(Beginning of MATERIAL FOR THIS TASK)

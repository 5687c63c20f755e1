use {
    crate::{
        answer::{Answer, Reason},
        quorum::Asker,
    },
    anyhow::anyhow,
    derive_more::Display,
    hickory_resolver::{
        Resolver,
        config::{NameServerConfig, ResolverConfig},
        name_server::TokioConnectionProvider,
        proto::{
            rr::{RData, RecordType},
            xfer::Protocol,
        },
    },
    smallvec::SmallVec,
    std::{
        net::{IpAddr, Ipv4Addr, SocketAddr},
        str::from_utf8,
    },
    strum::EnumCount,
    strum_macros::{AsRefStr, EnumCount, EnumString, VariantArray, VariantNames},
    tokio::net::lookup_host,
};

/// Well-known public DNS services that tell the client its own address.
#[derive(
    Clone,
    Copy,
    Eq,
    PartialEq,
    Hash,
    Debug,
    Display,
    EnumCount,
    VariantArray,
    VariantNames,
    EnumString,
    AsRefStr,
)]
#[strum(serialize_all = "kebab-case")]
pub enum DnsProvider {
    #[display("Google Public DNS")]
    Google,
    #[display("OpenDNS")]
    OpenDns,
    #[display("Akamai")]
    Akamai,
}

pub type DnsProviders = SmallVec<[DnsProvider; DnsProvider::COUNT]>;

/// The record types an address can be read from.
#[derive(Clone, Copy, Eq, PartialEq, Debug, Display)]
pub enum DnsRecord {
    #[display("A")]
    A,
    #[display("TXT")]
    Txt,
}

/// A single DNS question sent to a single server: one asker of the DNS pool.
#[derive(Clone, Debug, Display)]
#[display("{record} {host} @{server}")]
pub struct DnsProbe {
    host: String,
    record: DnsRecord,
    server: String,
}

impl DnsProvider {
    pub const fn host(&self) -> &'static str {
        match self {
            Self::Google => "o-o.myaddr.l.google.com.",
            Self::OpenDns => "myip.opendns.com.",
            Self::Akamai => "whoami.akamai.net.",
        }
    }

    pub const fn record(&self) -> DnsRecord {
        match self {
            Self::Google => DnsRecord::Txt,
            Self::OpenDns | Self::Akamai => DnsRecord::A,
        }
    }

    pub const fn server(&self) -> &'static str {
        match self {
            Self::Google => "ns1.google.com:53",
            Self::OpenDns => "resolver1.opendns.com:53",
            Self::Akamai => "ns1-1.akamaitech.net:53",
        }
    }

    pub fn probe(&self) -> DnsProbe {
        DnsProbe::new(self.host(), self.record(), self.server())
    }
}

impl From<DnsProvider> for DnsProbe {
    fn from(provider: DnsProvider) -> Self {
        provider.probe()
    }
}

impl DnsRecord {
    const fn record_type(self) -> RecordType {
        match self {
            Self::A => RecordType::A,
            Self::Txt => RecordType::TXT,
        }
    }
}

impl DnsProbe {
    /// `server` is a `host:port` pair; the host part may be a name,
    /// it is resolved with the system resolver right before the query.
    pub fn new<H, S>(host: H, record: DnsRecord, server: S) -> Self
    where
        H: Into<String>,
        S: Into<String>,
    {
        Self {
            host: host.into(),
            record,
            server: server.into(),
        }
    }

    pub fn host(&self) -> &str {
        &self.host
    }

    pub fn record(&self) -> DnsRecord {
        self.record
    }

    pub fn server(&self) -> &str {
        &self.server
    }

    // Sends exactly one query to the probe's own server and reads
    // the first record of the requested type as an IPv4 address.
    async fn query(&self) -> Result<Ipv4Addr, Reason> {
        let addrs = lookup_host(self.server.as_str())
            .await
            .map_err(Reason::transport)?;
        let server = pick_server(addrs, &self.server)?;

        let mut config = ResolverConfig::new();
        config.add_name_server(NameServerConfig::new(server, Protocol::Udp));

        let mut builder =
            Resolver::builder_with_config(config, TokioConnectionProvider::default());
        builder.options_mut().attempts = 1;
        let resolver = builder.build();

        let record_type = self.record.record_type();
        let lookup = resolver
            .lookup(self.host.as_str(), record_type)
            .await
            .map_err(Reason::transport)?;

        let rdata = lookup
            .iter()
            .find(|rdata| rdata.record_type() == record_type)
            .ok_or_else(|| Reason::malformed(format!("no {} record in the answer", self.record)))?;

        extract_ipv4(rdata)
    }
}

impl Asker for DnsProbe {
    async fn ask(&self) -> Answer {
        self.query().await.map(|addr| addr.to_string()).into()
    }
}

// The server is asked over IPv4 only: over IPv6 it would see
// and report the IPv6 address of the host.
fn pick_server<I>(addrs: I, server: &str) -> Result<SocketAddr, Reason>
where
    I: IntoIterator<Item = SocketAddr>,
{
    addrs
        .into_iter()
        .find(SocketAddr::is_ipv4)
        .ok_or_else(|| Reason::transport(anyhow!("{server} has no IPv4 addresses")))
}

fn extract_ipv4(rdata: &RData) -> Result<Ipv4Addr, Reason> {
    match rdata {
        RData::A(a) => Ok(a.0),
        RData::TXT(txt) => {
            let first = txt
                .txt_data()
                .first()
                .ok_or_else(|| Reason::malformed("empty TXT record"))?;
            let literal = from_utf8(first).map_err(|_| Reason::malformed("TXT record is not UTF-8"))?;
            parse_ipv4(literal)
        }
        other => Err(Reason::malformed(format!(
            "unexpected {} record",
            other.record_type()
        ))),
    }
}

// IPv4-mapped IPv6 literals are accepted as their IPv4 counterpart.
fn parse_ipv4(literal: &str) -> Result<Ipv4Addr, Reason> {
    match literal.trim().parse::<IpAddr>() {
        Ok(IpAddr::V4(addr)) => Ok(addr),
        Ok(IpAddr::V6(addr)) => addr
            .to_ipv4_mapped()
            .ok_or_else(|| Reason::malformed(format!("{addr} is not an IPv4 address"))),
        Err(_) => Err(Reason::malformed(format!("{literal:?} is not an IP address"))),
    }
}
use {
    crate::{
        answer::{Answer, Reason},
        quorum::Asker,
    },
    derive_more::Display,
    reqwest::Client,
    smallvec::SmallVec,
    strum::EnumCount,
    strum_macros::{AsRefStr, EnumCount, EnumString, VariantArray, VariantNames},
};

/// Plain-text IP echo services: each replies with the caller's address
/// as the whole response body.
#[derive(
    Clone,
    Copy,
    Eq,
    PartialEq,
    Hash,
    Debug,
    Display,
    EnumCount,
    VariantArray,
    VariantNames,
    EnumString,
    AsRefStr,
)]
#[strum(serialize_all = "kebab-case")]
pub enum HttpProvider {
    #[display("v4.ident.me")]
    Ident,
    #[display("whatismyip.akamai.com")]
    Akamai,
    #[display("checkip.amazonaws.com")]
    Amazon,
    #[display("ipecho.net")]
    IpEcho,
    #[display("inet-ip.info")]
    InetIp,
    #[display("eth0.me")]
    Eth0,
    #[display("wgetip.com")]
    WgetIp,
    #[display("bot.whatismyipaddress.com")]
    WhatIsMyIpAddress,
    #[display("ipof.in")]
    IpOf,
    #[display("smart-ip.net")]
    SmartIp,
    #[display("ip.tyk.nu")]
    Tyk,
    #[display("tnx.nl")]
    Tnx,
    #[display("l2.io")]
    L2,
    #[display("api.ipify.org")]
    Ipify,
    #[display("myexternalip.com")]
    MyExternalIp,
    #[display("icanhazip.com")]
    IcanHazIp,
    #[display("ifconfig.io")]
    IfconfigIo,
    #[display("wtfismyip.com")]
    WtfIsMyIp,
}

pub type HttpProviders = SmallVec<[HttpProvider; HttpProvider::COUNT]>;

/// A single GET request to a single URL: one asker of the HTTP pool.
#[derive(Clone, Debug, Display)]
#[display("GET {url}")]
pub struct HttpProbe {
    url: String,
}

impl HttpProvider {
    pub const fn request_uri(&self) -> &'static str {
        match self {
            Self::Ident => "http://v4.ident.me/",
            Self::Akamai => "http://whatismyip.akamai.com/",
            Self::Amazon => "http://checkip.amazonaws.com/",
            Self::IpEcho => "http://ipecho.net/plain",
            Self::InetIp => "http://inet-ip.info/ip",
            Self::Eth0 => "http://eth0.me/",
            Self::WgetIp => "http://wgetip.com/",
            Self::WhatIsMyIpAddress => "http://bot.whatismyipaddress.com/",
            Self::IpOf => "http://ipof.in/txt",
            Self::SmartIp => "http://smart-ip.net/myip",
            Self::Tyk => "https://ip.tyk.nu/",
            Self::Tnx => "https://tnx.nl/ip",
            Self::L2 => "https://l2.io/ip",
            Self::Ipify => "https://api.ipify.org/",
            Self::MyExternalIp => "https://myexternalip.com/raw",
            Self::IcanHazIp => "https://icanhazip.com",
            Self::IfconfigIo => "https://ifconfig.io/ip",
            Self::WtfIsMyIp => "https://wtfismyip.com/text",
        }
    }

    pub fn probe(&self) -> HttpProbe {
        HttpProbe::new(self.request_uri())
    }
}

impl From<HttpProvider> for HttpProbe {
    fn from(provider: HttpProvider) -> Self {
        provider.probe()
    }
}

impl HttpProbe {
    pub fn new<S: Into<String>>(url: S) -> Self {
        Self { url: url.into() }
    }

    pub fn url(&self) -> &str {
        &self.url
    }

    // Performs the request on a client of its own, so nothing is shared
    // with the other probes. The response is consumed by reading the body,
    // or dropped on the early returns.
    async fn fetch(&self) -> Result<String, Reason> {
        let client = Client::builder()
            .user_agent(concat!(env!("CARGO_PKG_NAME"), "/", env!("CARGO_PKG_VERSION")))
            .build()
            .map_err(Reason::transport)?;

        let response = client
            .get(self.url.as_str())
            .send()
            .await
            .map_err(Reason::transport)?;

        let status = response.status();
        if !status.is_success() {
            return Err(Reason::Status(status));
        }

        let body = response.text().await.map_err(Reason::transport)?;
        Ok(body.trim().to_string())
    }
}

impl Asker for HttpProbe {
    async fn ask(&self) -> Answer {
        self.fetch().await.into()
    }
}
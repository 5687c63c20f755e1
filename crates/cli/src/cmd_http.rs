use {
    crate::{Executable, app, args},
    anyhow::{Context, Result},
    clap::Args as ClapArgs,
    extip::HttpProvider,
    tracing::debug,
};

/// The list of options for the "http" command.
#[derive(ClapArgs)]
pub struct Args {
    #[command(flatten)]
    providers: args::OfHttpProviders,

    #[command(flatten)]
    policy: args::OfPolicy,
}

impl Executable for Args {
    fn setup(mut self) -> Result<Self> {
        self.providers.setup()?;
        self.policy.setup();
        Ok(self)
    }

    // The "main" function for the "http" command.
    // Prepares the Tokio runtime and lets the enabled HTTP providers vote.
    #[tokio::main]
    async fn run(self, _: &args::Global) -> Result<()> {
        debug!(providers = ?self.providers.enable, "asking HTTP providers");

        let probes = self.providers.enable.iter().map(HttpProvider::probe);
        let outcome = extip::resolve_http(probes, self.policy.policy())
            .await
            .with_context(|| "cannot resolve the address via HTTP")?;

        app::report(outcome)
    }
}
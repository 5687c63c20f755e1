use {
    crate::{Executable, app, args},
    anyhow::{Context, Result},
    clap::Args as ClapArgs,
    extip::DnsProvider,
    tracing::debug,
};

/// The list of options for the "dns" command.
#[derive(ClapArgs)]
pub struct Args {
    #[command(flatten)]
    providers: args::OfDnsProviders,

    #[command(flatten)]
    policy: args::OfPolicy,
}

impl Executable for Args {
    fn setup(mut self) -> Result<Self> {
        self.providers.setup()?;
        self.policy.setup();
        Ok(self)
    }

    // The "main" function for the "dns" command.
    // Prepares the Tokio runtime and lets the enabled DNS providers vote.
    #[tokio::main]
    async fn run(self, _: &args::Global) -> Result<()> {
        debug!(providers = ?self.providers.enable, "asking DNS providers");

        let probes = self.providers.enable.iter().map(DnsProvider::probe);
        let outcome = extip::resolve_dns(probes, self.policy.policy())
            .await
            .with_context(|| "cannot resolve the address via DNS")?;

        app::report(outcome)
    }
}
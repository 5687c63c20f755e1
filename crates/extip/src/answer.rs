use {
    derive_more::Display,
    std::time::Duration,
    strum_macros::EnumIs,
};

/// What a single asker reported back.
///
/// Failures are kept apart from values so they can be logged and inspected,
/// but the quorum only ever sees the collapsed form: see [Answer::value].
#[derive(Debug, Display, EnumIs)]
pub enum Answer {
    #[display("{_0:?}")]
    Value(String),
    #[display("failure ({_0})")]
    Failure(Reason),
}

/// Why an asker could not provide a value.
#[derive(Debug, Display)]
pub enum Reason {
    #[display("transport error: {_0:#}")]
    Transport(anyhow::Error),
    #[display("unexpected HTTP status: {_0}")]
    Status(reqwest::StatusCode),
    #[display("malformed response: {_0}")]
    Malformed(String),
    #[display("no answer within {_0:?}")]
    Timeout(Duration),
    #[display("asker task panicked")]
    Panicked,
}

impl Answer {
    /// The string this answer is tallied under.
    /// Every failure collapses into the empty string.
    pub fn value(&self) -> &str {
        match self {
            Self::Value(value) => value,
            Self::Failure(_) => "",
        }
    }

    pub fn into_value(self) -> String {
        match self {
            Self::Value(value) => value,
            Self::Failure(_) => String::new(),
        }
    }

    pub fn reason(&self) -> Option<&Reason> {
        match self {
            Self::Value(_) => None,
            Self::Failure(reason) => Some(reason),
        }
    }
}

impl From<Result<String, Reason>> for Answer {
    fn from(result: Result<String, Reason>) -> Self {
        match result {
            Ok(value) => Self::Value(value),
            Err(reason) => Self::Failure(reason),
        }
    }
}

impl Reason {
    pub fn transport<E>(err: E) -> Self
    where
        E: Into<anyhow::Error>,
    {
        Self::Transport(err.into())
    }

    pub fn malformed<S: ToString>(what: S) -> Self {
        Self::Malformed(what.to_string())
    }
}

(End of MATERIAL FOR THIS TASK)

§ **HOW TO COMPLETE THIS TASK**
For the string "static", go through the entries above and copy each line where it occurs.

§ **OUTPUT**
    pub const fn host(&self) -> &'static str {
    pub const fn server(&self) -> &'static str {
    pub const fn request_uri(&self) -> &'static str {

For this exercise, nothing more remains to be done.